Posted by Jim Sinclair on April 6, 2011 @ 12:16 pm in In The News

Jim Sinclair’s Commentary

How can OPEC influence prices created by Currency Induced Cost Push Inflation? They simply cannot.

OPEC says can do no more to control $120 oil
By Muriel Boselli and Barbara Lewis
PARIS | Wed Apr 6, 2011 8:44am EDT

PARIS (Reuters) – OPEC can do little to control prices driven by speculators betting on "worst case scenarios" and has already supplied the market with the oil it needs, members of the producer group said on Wednesday.

Oil on Wednesday traded above $122 a barrel for Brent crude, near two half-and-a-half year highs set this week.

"There is little we can do in terms of price control," UAE Oil Minister Mohammed bin Dhaen al-Hamli told an oil conference in Paris.

Already, he said, the Organization of the Petroleum Exporting Countries had increased output in response to the disruption of supply from OPEC member Libya.

The group, which pumps around a third of the world’s oil, has resisted calls for an emergency meeting before its next scheduled conference in June in Vienna.

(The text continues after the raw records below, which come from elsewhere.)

//! Table of currently attached input devices.
//!
//! The broadcaster applies every `DeviceEvent` here before fanning it out, so
//! a subscriber that asks for `Devices` late can be sent the devices that
//! attached before it connected.
//!
//! Both [`DeviceTable::apply`] and [`DeviceTable::with_attached`] run their
//! callback with the table locked.  A bootstrap and a live device broadcast
//! therefore never interleave: a subscriber's queue always ends with the
//! latest state of every device.  Lock order is table, then registry.

use std::collections::btree_map::{BTreeMap, Values};

use overlay_core::{Device, DeviceEvent, DeviceHandle};
use parking_lot::Mutex;
use tracing::debug;

/// Attached devices keyed by handle.  Ordered so bootstrap output is stable.
#[derive(Debug, Default)]
pub struct DeviceTable {
    devices: Mutex<BTreeMap<DeviceHandle, Device>>,
}

impl DeviceTable {
    pub fn new() -> Self {
        Self::default()
    }

    /// Records an attach or detach, then runs `then` with the table still
    /// locked.  `then` receives `true` if the table changed.
    pub fn apply<R>(&self, evt: &DeviceEvent, then: impl FnOnce(bool) -> R) -> R {
        let mut devices = self.devices.lock();
        let changed = if evt.attached {
            devices
                .insert(evt.device.handle.clone(), evt.device.clone())
                .as_ref()
                != Some(&evt.device)
        } else {
            devices.remove(&evt.device.handle).is_some()
        };
        debug!(
            "device {} {}; {} attached",
            evt.device.handle,
            if evt.attached { "attached" } else { "detached" },
            devices.len()
        );
        then(changed)
    }

    /// Runs `f` over every attached device, in handle order, with the table
    /// locked.
    pub fn with_attached<R>(&self, f: impl FnOnce(Values<'_, DeviceHandle, Device>) -> R) -> R {
        f(self.devices.lock().values())
    }

    pub fn len(&self) -> usize {
        self.devices.lock().len()
    }

    pub fn is_empty(&self) -> bool {
        self.len() == 0
    }
}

"International markets are choosing to ignore market fundamentals and bet on the worse case scenarios," Hamli said, adding the market was well-supplied.

More… [1]

 

Jim Sinclair’s Commentary

For those who joined me on our safari in Africa you might recall the key point in our discussions on markets.

To quote, "There is an opportunity for all of us. It is going into a different business. You are going to become Long Bond Bear Inc.

As long as QE is there you can expect rallies from support but do not fear putting out a short line into near resistance. You will meet all your cash needs for a generation."

GEAB N°53 is available! Global systemic crisis: Second half of 2011 – Get ready for the meltdown of the US Treasury Bond market
53 (March 17, 2011) -

Beyond its tragic human consequences (1), the terrible disaster that has just hit Japan weakens the shaky US Treasury Bond market a little more. In the GEAB No. 52, our team had already explained how the sequence of Arab revolutions, this fall of the “petro-dollar” wall (2), would translate during 2011 into the cessation of the massive purchases of US Treasury Bonds by the Gulf States. In this issue, we anticipate that the sudden shock experienced by the Japanese economy will lead not only to the halt in US T-Bond purchases by Japan, but it will force the authorities in Tokyo to make substantial sales of a significant portion of their US Treasury Bond reserves to finance the enormous cost of stabilization, reconstruction and revival of the Japanese economy (3).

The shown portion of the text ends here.